■ HOW TO COMPLETE THIS TASK ■
Your answer must be the listing, given again word for word.

■ EXCERPTED RECORDS ■
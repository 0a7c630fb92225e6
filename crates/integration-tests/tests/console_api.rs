//! JSON API behavior over a fully wired console.
//!
//! The console under test runs the real startup sequence against a stub
//! catalog server and a temp-dir local store, then the tests drive it over
//! HTTP with `reqwest` the way the console's forms do.

use reqwest::StatusCode;
use serde_json::json;

use forno_core::{OrderRecord, PizzaRecord, StockItem};
use forno_integration_tests::{catalog_envelope, fixture_pizza, spawn_catalog_stub, spawn_console};

const MARGHERITA_ID: &str = "11111111-1111-4111-8111-111111111111";

async fn console_with_margherita() -> (tempfile::TempDir, String) {
    let remote = vec![fixture_pizza(MARGHERITA_ID, "Margherita", "32.50")];
    let catalog_url = spawn_catalog_stub(catalog_envelope(&remote)).await;
    let dir = tempfile::tempdir().unwrap();
    let base_url = spawn_console(dir.path(), &catalog_url).await;
    (dir, base_url)
}

#[tokio::test]
async fn catalog_lists_the_merged_view() {
    let (_dir, base_url) = console_with_margherita().await;
    let client = reqwest::Client::new();

    let pizzas: Vec<PizzaRecord> = client
        .get(format!("{base_url}/api/pizzas"))
        .send()
        .await
        .unwrap()
        .json()
        .await
        .unwrap();

    assert_eq!(pizzas.len(), 1);
    assert_eq!(pizzas[0].name, "Margherita");
}

#[tokio::test]
async fn order_creation_computes_the_total_from_the_catalog() {
    let (_dir, base_url) = console_with_margherita().await;
    let client = reqwest::Client::new();

    let response = client
        .post(format!("{base_url}/api/orders"))
        .json(&json!({
            "customer": "Ana",
            "phone": "11 99999-0000",
            "address": "Rua das Flores 12",
            "pizza": "Margherita",
            "quantity": 3
        }))
        .send()
        .await
        .unwrap();

    assert_eq!(response.status(), StatusCode::CREATED);
    let order: OrderRecord = response.json().await.unwrap();
    assert_eq!(order.total.to_string(), "97.50");
    assert_eq!(order.status.to_string(), "pending");
}

#[tokio::test]
async fn status_update_replaces_only_the_status_field() {
    let (_dir, base_url) = console_with_margherita().await;
    let client = reqwest::Client::new();

    let created: OrderRecord = client
        .post(format!("{base_url}/api/orders"))
        .json(&json!({
            "customer": "Bruno",
            "phone": "11 98888-1111",
            "address": "Av. Central 99",
            "pizza": "Margherita",
            "quantity": 1
        }))
        .send()
        .await
        .unwrap()
        .json()
        .await
        .unwrap();

    let updated: OrderRecord = client
        .patch(format!("{base_url}/api/orders/{}/status", created.id))
        .json(&json!({ "status": "out_for_delivery" }))
        .send()
        .await
        .unwrap()
        .json()
        .await
        .unwrap();

    assert_eq!(updated.status.to_string(), "out_for_delivery");
    let reverted = OrderRecord {
        status: created.status,
        ..updated
    };
    assert_eq!(reverted, created);
}

#[tokio::test]
async fn unknown_status_string_answers_bad_request() {
    let (_dir, base_url) = console_with_margherita().await;
    let client = reqwest::Client::new();

    let response = client
        .patch(format!(
            "{base_url}/api/orders/{}/status",
            uuid::Uuid::new_v4()
        ))
        .json(&json!({ "status": "delivered" }))
        .send()
        .await
        .unwrap();

    assert_eq!(response.status(), StatusCode::BAD_REQUEST);
}

#[tokio::test]
async fn edits_and_deletes_of_unknown_ids_are_silent_noops() {
    let (_dir, base_url) = console_with_margherita().await;
    let client = reqwest::Client::new();
    let ghost = uuid::Uuid::new_v4();

    let edit = client
        .put(format!("{base_url}/api/pizzas/{ghost}"))
        .json(&json!({
            "name": "Fantasma",
            "price": { "amount": "1" },
            "available": false
        }))
        .send()
        .await
        .unwrap();
    assert_eq!(edit.status(), StatusCode::NO_CONTENT);

    let delete = client
        .delete(format!("{base_url}/api/orders/{ghost}"))
        .send()
        .await
        .unwrap();
    assert_eq!(delete.status(), StatusCode::NO_CONTENT);

    // The catalog is untouched.
    let pizzas: Vec<PizzaRecord> = client
        .get(format!("{base_url}/api/pizzas"))
        .send()
        .await
        .unwrap()
        .json()
        .await
        .unwrap();
    assert_eq!(pizzas.len(), 1);
}

#[tokio::test]
async fn missing_pizza_answers_not_found() {
    let (_dir, base_url) = console_with_margherita().await;
    let client = reqwest::Client::new();

    let response = client
        .get(format!("{base_url}/api/pizzas/{}", uuid::Uuid::new_v4()))
        .send()
        .await
        .unwrap();

    assert_eq!(response.status(), StatusCode::NOT_FOUND);
}

#[tokio::test]
async fn first_run_seeds_the_default_stock_list() {
    let (_dir, base_url) = console_with_margherita().await;
    let client = reqwest::Client::new();

    let stock: Vec<StockItem> = client
        .get(format!("{base_url}/api/stock"))
        .send()
        .await
        .unwrap()
        .json()
        .await
        .unwrap();

    assert_eq!(stock.len(), 7);
    assert!(stock.iter().any(|item| item.ingredient == "Mussarela"));
    // The seed is healthy, so nothing is low yet.
    let low: Vec<StockItem> = client
        .get(format!("{base_url}/api/stock/low"))
        .send()
        .await
        .unwrap()
        .json()
        .await
        .unwrap();
    assert!(low.is_empty());
}

#[tokio::test]
async fn stock_quantity_update_drives_the_low_stock_signal() {
    let (_dir, base_url) = console_with_margherita().await;
    let client = reqwest::Client::new();

    let stock: Vec<StockItem> = client
        .get(format!("{base_url}/api/stock"))
        .send()
        .await
        .unwrap()
        .json()
        .await
        .unwrap();
    let mussarela = stock
        .iter()
        .find(|item| item.ingredient == "Mussarela")
        .unwrap();

    let response = client
        .patch(format!("{base_url}/api/stock/{}/quantity", mussarela.id))
        .json(&json!({ "quantity": "15" }))
        .send()
        .await
        .unwrap();
    assert_eq!(response.status(), StatusCode::OK);

    let low: Vec<StockItem> = client
        .get(format!("{base_url}/api/stock/low"))
        .send()
        .await
        .unwrap()
        .json()
        .await
        .unwrap();
    assert_eq!(low.len(), 1);
    assert_eq!(low[0].ingredient, "Mussarela");
}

■ RESPONSE FOR THIS EXERCISE ■
repository 0a7c630fb92225e6
filename crates/integration-tests/tests/console_api.rs
//! JSON API behavior over a fully wired console.
//!
//! The console under test runs the real startup sequence against a stub
//! catalog server and a temp-dir local store, then the tests drive it over
//! HTTP with `reqwest` the way the console's forms do.

use reqwest::StatusCode;
use serde_json::json;

use forno_core::{OrderRecord, PizzaRecord, StockItem};
use forno_integration_tests::{catalog_envelope, fixture_pizza, spawn_catalog_stub, spawn_console};

const MARGHERITA_ID: &str = "11111111-1111-4111-8111-111111111111";

async fn console_with_margherita() -> (tempfile::TempDir, String) {
    let remote = vec![fixture_pizza(MARGHERITA_ID, "Margherita", "32.50")];
    let catalog_url = spawn_catalog_stub(catalog_envelope(&remote)).await;
    let dir = tempfile::tempdir().unwrap();
    let base_url = spawn_console(dir.path(), &catalog_url).await;
    (dir, base_url)
}

#[tokio::test]
async fn catalog_lists_the_merged_view() {
    let (_dir, base_url) = console_with_margherita().await;
    let client = reqwest::Client::new();

    let pizzas: Vec<PizzaRecord> = client
        .get(format!("{base_url}/api/pizzas"))
        .send()
        .await
        .unwrap()
        .json()
        .await
        .unwrap();

    assert_eq!(pizzas.len(), 1);
    assert_eq!(pizzas[0].name, "Margherita");
}

#[tokio::test]
async fn order_creation_computes_the_total_from_the_catalog() {
    let (_dir, base_url) = console_with_margherita().await;
    let client = reqwest::Client::new();

    let response = client
        .post(format!("{base_url}/api/orders"))
        .json(&json!({
            "customer": "Ana",
            "phone": "11 99999-0000",
            "address": "Rua das Flores 12",
            "pizza": "Margherita",
            "quantity": 3
        }))
        .send()
        .await
        .unwrap();

    assert_eq!(response.status(), StatusCode::CREATED);
    let order: OrderRecord = response.json().await.unwrap();
    assert_eq!(order.total.to_string(), "97.50");
    assert_eq!(order.status.to_string(), "pending");
}

#[tokio::test]
async fn status_update_replaces_only_the_status_field() {
    let (_dir, base_url) = console_with_margherita().await;
    let client = reqwest::Client::new();

    let created: OrderRecord = client
        .post(format!("{base_url}/api/orders"))
        .json(&json!({
            "customer": "Bruno",
            "phone": "11 98888-1111",
            "address": "Av. Central 99",
            "pizza": "Margherita",
            "quantity": 1
        }))
        .send()
        .await
        .unwrap()
        .json()
        .await
        .unwrap();

    let updated: OrderRecord = client
        .patch(format!("{base_url}/api/orders/{}/status", created.id))
        .json(&json!({ "status": "out_for_delivery" }))
        .send()
        .await
        .unwrap()
        .json()
        .await
        .unwrap();

    assert_eq!(updated.status.to_string(), "out_for_delivery");
    let reverted = OrderRecord {
        status: created.status,
        ..updated
    };
    assert_eq!(reverted, created);
}

#[tokio::test]
async fn unknown_status_string_answers_bad_request() {
    let (_dir, base_url) = console_with_margherita().await;
    let client = reqwest::Client::new();

    let response = client
        .patch(format!(
            "{base_url}/api/orders/{}/status",
            uuid::Uuid::new_v4()
        ))
        .json(&json!({ "status": "delivered" }))
        .send()
        .await
        .unwrap();

    assert_eq!(response.status(), StatusCode::BAD_REQUEST);
}

#[tokio::test]
async fn edits_and_deletes_of_unknown_ids_are_silent_noops() {
    let (_dir, base_url) = console_with_margherita().await;
    let client = reqwest::Client::new();
    let ghost = uuid::Uuid::new_v4();

    let edit = client
        .put(format!("{base_url}/api/pizzas/{ghost}"))
        .json(&json!({
            "name": "Fantasma",
            "price": { "amount": "1" },
            "available": false
        }))
        .send()
        .await
        .unwrap();
    assert_eq!(edit.status(), StatusCode::NO_CONTENT);

    let delete = client
        .delete(format!("{base_url}/api/orders/{ghost}"))
        .send()
        .await
        .unwrap();
    assert_eq!(delete.status(), StatusCode::NO_CONTENT);

    // The catalog is untouched.
    let pizzas: Vec<PizzaRecord> = client
        .get(format!("{base_url}/api/pizzas"))
        .send()
        .await
        .unwrap()
        .json()
        .await
        .unwrap();
    assert_eq!(pizzas.len(), 1);
}

#[tokio::test]
async fn missing_pizza_answers_not_found() {
    let (_dir, base_url) = console_with_margherita().await;
    let client = reqwest::Client::new();

    let response = client
        .get(format!("{base_url}/api/pizzas/{}", uuid::Uuid::new_v4()))
        .send()
        .await
        .unwrap();

    assert_eq!(response.status(), StatusCode::NOT_FOUND);
}

#[tokio::test]
async fn first_run_seeds_the_default_stock_list() {
    let (_dir, base_url) = console_with_margherita().await;
    let client = reqwest::Client::new();

    let stock: Vec<StockItem> = client
        .get(format!("{base_url}/api/stock"))
        .send()
        .await
        .unwrap()
        .json()
        .await
        .unwrap();

    assert_eq!(stock.len(), 7);
    assert!(stock.iter().any(|item| item.ingredient == "Mussarela"));
    // The seed is healthy, so nothing is low yet.
    let low: Vec<StockItem> = client
        .get(format!("{base_url}/api/stock/low"))
        .send()
        .await
        .unwrap()
        .json()
        .await
        .unwrap();
    assert!(low.is_empty());
}

#[tokio::test]
async fn stock_quantity_update_drives_the_low_stock_signal() {
    let (_dir, base_url) = console_with_margherita().await;
    let client = reqwest::Client::new();

    let stock: Vec<StockItem> = client
        .get(format!("{base_url}/api/stock"))
        .send()
        .await
        .unwrap()
        .json()
        .await
        .unwrap();
    let mussarela = stock
        .iter()
        .find(|item| item.ingredient == "Mussarela")
        .unwrap();

    let response = client
        .patch(format!("{base_url}/api/stock/{}/quantity", mussarela.id))
        .json(&json!({ "quantity": "15" }))
        .send()
        .await
        .unwrap();
    assert_eq!(response.status(), StatusCode::OK);

    let low: Vec<StockItem> = client
        .get(format!("{base_url}/api/stock/low"))
        .send()
        .await
        .unwrap()
        .json()
        .await
        .unwrap();
    assert_eq!(low.len(), 1);
    assert_eq!(low[0].ingredient, "Mussarela");
}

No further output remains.